+++ Materials provided +++

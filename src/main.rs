use anyhow::Result;
use serenity::{http::Http, model::gateway::GatewayIntents, Client};
use songbird::{SerenityInit, Songbird};
use std::sync::Arc;
use std::time::Duration;
use tracing::{error, info};

mod audio;
mod bot;
mod cache;
mod config;
mod error;
mod music;
mod notify;
mod sources;
mod storage;
mod transport;

use crate::bot::CadenzaBot;
use crate::cache::{MediaCache, PlaylistCache};
use crate::config::Config;
use crate::music::Music;
use crate::notify::DiscordNotifier;
use crate::sources::radio::{self, RadioDirectory};
use crate::sources::soundcloud::SoundCloudProvider;
use crate::sources::youtube::YouTubeProvider;
use crate::sources::AudioResolver;
use crate::storage::AudioStore;
use crate::transport::{CacheDirectory, MemberDirectory, SongbirdTransport};

#[tokio::main]
async fn main() -> Result<()> {
    tracing_subscriber::fmt()
        .with_env_filter(
            tracing_subscriber::EnvFilter::from_default_env()
                .add_directive("cadenza=debug".parse()?)
                .add_directive("serenity=info".parse()?)
                .add_directive("songbird=info".parse()?),
        )
        .init();

    info!("🎵 Iniciando Cadenza v{}", env!("CARGO_PKG_VERSION"));

    let config = Arc::new(Config::load()?);
    info!("{}", config.summary());

    // Resolución de fuentes: proveedores, caches y almacén de payloads.
    let media_cache = MediaCache::new();
    let playlist_cache = PlaylistCache::new();
    let store = Arc::new(AudioStore::new(config.audio_dir.clone()).await?);
    let youtube = Arc::new(YouTubeProvider::new(config.metadata_api_key.clone()));
    let soundcloud = Arc::new(SoundCloudProvider::new(config.soundcloud_client_id.clone()));
    let resolver = Arc::new(AudioResolver::new(
        &config,
        youtube.clone(),
        youtube.clone(),
        youtube,
        soundcloud,
        media_cache.clone(),
        playlist_cache.clone(),
        store,
    ));

    // Directorio de radios con su feed de «ahora suena».
    let radio_directory = RadioDirectory::new();
    let radio_updates = radio_directory.subscribe();
    radio::spawn_feed(
        Duration::from_secs(config.radio_refresh_secs),
        radio_updates,
    );

    // Voz y avisos. El notificador usa su propio cliente REST porque el
    // del gateway recién existe cuando el cliente arranca.
    let manager = Songbird::serenity();
    let transport = SongbirdTransport::new(Arc::clone(&manager));
    let notifier = DiscordNotifier::new(Arc::new(Http::new(&config.discord_token)));
    let members = CacheDirectory::new();

    let music = Music::new(
        Arc::clone(&config),
        transport,
        Arc::clone(&members) as Arc<dyn MemberDirectory>,
        notifier,
        resolver,
        radio_directory,
    );

    let handler = CadenzaBot::new(
        Arc::clone(&config),
        Arc::clone(&music),
        members,
        media_cache,
        playlist_cache,
    );

    let intents = GatewayIntents::GUILDS
        | GatewayIntents::GUILD_VOICE_STATES
        | GatewayIntents::GUILD_MESSAGES
        | GatewayIntents::MESSAGE_CONTENT;

    let mut client = Client::builder(&config.discord_token, intents)
        .event_handler(handler)
        .register_songbird_with(manager)
        .await?;

    // Apagado ordenado: avisar en cada canal vinculado antes de cortar.
    let shutdown_music = Arc::clone(&music);
    tokio::spawn(async move {
        if let Err(e) = tokio::signal::ctrl_c().await {
            error!("❌ No pude registrar Ctrl+C: {}", e);
            return;
        }
        info!("🛑 Señal de apagado recibida");
        shutdown_music.shutdown().await;
        std::process::exit(0);
    });

    info!("🚀 Cliente en marcha");
    if let Err(why) = client.start().await {
        error!("❌ Error del cliente: {:?}", why);
    }

    Ok(())
}
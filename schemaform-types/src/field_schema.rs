use serde::{Deserialize, Serialize};
use serde_json::Value;

use crate::{FieldType, FieldValue, ValueKind};

fn is_false(value: &bool) -> bool {
    !*value
}

/// A single field in a form schema.
#[derive(Debug, Clone, PartialEq, Serialize, Deserialize)]
#[serde(rename_all = "camelCase")]
pub struct FieldSchema {
    /// The text shown next to the control.
    pub label: String,

    /// The key of this field in the value and error maps. Unique within a schema.
    pub name: String,

    /// The kind of field (determines control and value shape).
    #[serde(rename = "type")]
    pub kind: FieldType,

    /// Whether an empty value fails validation.
    #[serde(default, skip_serializing_if = "is_false")]
    pub required: bool,

    /// Optional pattern and length rules for text-valued fields.
    #[serde(default, skip_serializing_if = "Option::is_none")]
    pub validation: Option<ValidationRule>,

    /// Selectable values for dropdown and multiselect fields.
    #[serde(default, skip_serializing_if = "Vec::is_empty")]
    pub options: Vec<String>,

    /// Rendered, but edits are rejected.
    #[serde(default, skip_serializing_if = "is_false")]
    pub readonly: bool,

    /// Rendered inert.
    #[serde(default, skip_serializing_if = "is_false")]
    pub disabled: bool,

    /// Never rendered, regardless of `depends_on`.
    #[serde(default, skip_serializing_if = "is_false")]
    pub hidden: bool,

    /// Show this field only while another field holds a given value.
    #[serde(default, skip_serializing_if = "Option::is_none")]
    pub depends_on: Option<DependsOn>,

    /// Hint shown inside an empty control.
    #[serde(default, skip_serializing_if = "Option::is_none")]
    pub placeholder: Option<String>,
}

impl FieldSchema {
    /// Create a new optional field with no rules.
    pub fn new(name: impl Into<String>, label: impl Into<String>, kind: FieldType) -> Self {
        Self {
            label: label.into(),
            name: name.into(),
            kind,
            required: false,
            validation: None,
            options: Vec::new(),
            readonly: false,
            disabled: false,
            hidden: false,
            depends_on: None,
            placeholder: None,
        }
    }

    /// Mark the field as required.
    pub fn required(mut self) -> Self {
        self.required = true;
        self
    }

    /// Add a pattern rule, with an optional custom failure message.
    pub fn with_pattern(mut self, pattern: impl Into<String>, message: Option<&str>) -> Self {
        let rule = self.validation.get_or_insert_with(ValidationRule::default);
        rule.pattern = Some(pattern.into());
        rule.message = message.map(String::from);
        self
    }

    /// Add a minimum length rule.
    pub fn with_min_length(mut self, min: usize) -> Self {
        self.validation
            .get_or_insert_with(ValidationRule::default)
            .min_length = Some(min);
        self
    }

    /// Add a maximum length rule.
    pub fn with_max_length(mut self, max: usize) -> Self {
        self.validation
            .get_or_insert_with(ValidationRule::default)
            .max_length = Some(max);
        self
    }

    /// Set the selectable options.
    pub fn with_options<I, S>(mut self, options: I) -> Self
    where
        I: IntoIterator<Item = S>,
        S: Into<String>,
    {
        self.options = options.into_iter().map(Into::into).collect();
        self
    }

    /// Mark the field as read-only.
    pub fn readonly(mut self) -> Self {
        self.readonly = true;
        self
    }

    /// Mark the field as disabled.
    pub fn disabled(mut self) -> Self {
        self.disabled = true;
        self
    }

    /// Mark the field as hidden.
    pub fn hidden(mut self) -> Self {
        self.hidden = true;
        self
    }

    /// Show the field only while `field` holds `value`.
    pub fn depends_on(mut self, field: impl Into<String>, value: impl Into<FieldValue>) -> Self {
        self.depends_on = Some(DependsOn::new(field, value));
        self
    }

    /// Set the placeholder text.
    pub fn with_placeholder(mut self, placeholder: impl Into<String>) -> Self {
        self.placeholder = Some(placeholder.into());
        self
    }
}

/// Pattern and length rules for a text-valued field.
#[derive(Debug, Clone, Default, PartialEq, Serialize, Deserialize)]
#[serde(rename_all = "camelCase")]
pub struct ValidationRule {
    /// Regular expression the value must match somewhere (anchor it to match fully).
    #[serde(default, skip_serializing_if = "Option::is_none")]
    pub pattern: Option<String>,

    /// Message reported when `pattern` does not match.
    #[serde(default, skip_serializing_if = "Option::is_none")]
    pub message: Option<String>,

    /// Minimum number of characters.
    #[serde(default, skip_serializing_if = "Option::is_none")]
    pub min_length: Option<usize>,

    /// Maximum number of characters.
    #[serde(default, skip_serializing_if = "Option::is_none")]
    pub max_length: Option<usize>,
}

/// A single equality condition on another field's current value.
///
/// The expected value is kept as raw JSON so that a schema whose condition
/// names a number or `null` still loads. Such a condition is never met.
#[derive(Debug, Clone, PartialEq, Serialize, Deserialize)]
pub struct DependsOn {
    /// Name of the controlling field.
    pub field: String,

    /// The value the controlling field must hold.
    pub value: serde_json::Value,
}

impl DependsOn {
    /// Create a condition on `field` holding `value`.
    pub fn new(field: impl Into<String>, value: impl Into<FieldValue>) -> Self {
        Self {
            field: field.into(),
            value: value.into().to_json(),
        }
    }

    /// The shape a field value must have to meet this condition, or `None`
    /// if no field value can ever be equal to it.
    pub fn expected_kind(&self) -> Option<ValueKind> {
        match &self.value {
            Value::String(_) => Some(ValueKind::Text),
            Value::Bool(_) => Some(ValueKind::Bool),
            Value::Array(items) if items.iter().all(Value::is_string) => Some(ValueKind::List),
            _ => None,
        }
    }

    /// Check the condition against the controlling field's current value.
    pub fn is_met(&self, current: Option<&FieldValue>) -> bool {
        match (current, &self.value) {
            (Some(FieldValue::Text(current)), Value::String(expected)) => current == expected,
            (Some(FieldValue::Bool(current)), Value::Bool(expected)) => current == expected,
            (Some(FieldValue::List(current)), Value::Array(expected)) => {
                current.len() == expected.len()
                    && current
                        .iter()
                        .zip(expected)
                        .all(|(item, expected)| expected.as_str() == Some(item.as_str()))
            }
            _ => false,
        }
    }
}
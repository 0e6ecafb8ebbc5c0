//! The form engine: an explicit value/error store driven by UI events.

use std::collections::{HashMap, HashSet};
use std::fmt;

use chrono::NaiveDate;
use schemaform_types::{
    FieldError, FieldSchema, FieldType, FieldValue, FormSchema, FormValues, ValidationErrors,
};
use thiserror::Error;
use tracing::{debug, info, warn};

use crate::validation::FieldRules;
use crate::view::{Control, FieldView, FormView};
use crate::visibility::{self, DependencyIndex};
use crate::FormRenderer;

/// Error type for rejected interactions.
#[derive(Debug, Clone, PartialEq, Eq, Error)]
pub enum EngineError {
    #[error("Unknown field: {0}")]
    UnknownField(String),

    #[error("Field '{0}' is not visible")]
    NotVisible(String),

    #[error("Field '{0}' is read-only")]
    ReadOnly(String),

    #[error("Field '{0}' is disabled")]
    Disabled(String),

    #[error("Type mismatch for field '{name}': expected {expected}, got {actual}")]
    TypeMismatch {
        name: String,
        expected: &'static str,
        actual: &'static str,
    },

    #[error("'{option}' is not an option of field '{name}'")]
    UnknownOption { name: String, option: String },

    #[error("'{option}' is selected more than once in field '{name}'")]
    DuplicateOption { name: String, option: String },

    #[error("'{value}' is not an ISO-8601 date (field '{name}')")]
    InvalidDate { name: String, value: String },
}

/// Validation state of a single field.
#[derive(Debug, Clone, Copy, PartialEq, Eq)]
pub enum FieldStatus {
    /// No blur, no value-changing interaction, no submit attempt yet.
    Untouched,
    /// Touched and currently passing its rules.
    Valid,
    /// Touched and currently failing its rules.
    Invalid,
}

type SubmitCallback = Box<dyn FnMut(&FormValues)>;

/// State derived from one schema. Replaced as a whole on schema switch.
struct FormState {
    schema: FormSchema,
    /// Compiled rules, parallel to `schema.fields`.
    rules: Vec<FieldRules>,
    /// Field name to position of its first declaration.
    positions: HashMap<String, usize>,
    dependents: DependencyIndex,
    values: HashMap<String, FieldValue>,
    /// Visibility, parallel to `schema.fields`.
    visible: Vec<bool>,
    touched: HashSet<String>,
    errors: HashMap<String, FieldError>,
}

+++

**What this task involves:** Repeat the data word for word, starting at its first line and stopping after the line that contains "use crate::config::Config;".

**Finished exercise:**
filename src/main.rs
use anyhow::Result;
use serenity::{http::Http, model::gateway::GatewayIntents, Client};
use songbird::{SerenityInit, Songbird};
use std::sync::Arc;
use std::time::Duration;
use tracing::{error, info};

mod audio;
mod bot;
mod cache;
mod config;
mod error;
mod music;
mod notify;
mod sources;
mod storage;
mod transport;

use crate::bot::CadenzaBot;
use crate::cache::{MediaCache, PlaylistCache};
use crate::config::Config;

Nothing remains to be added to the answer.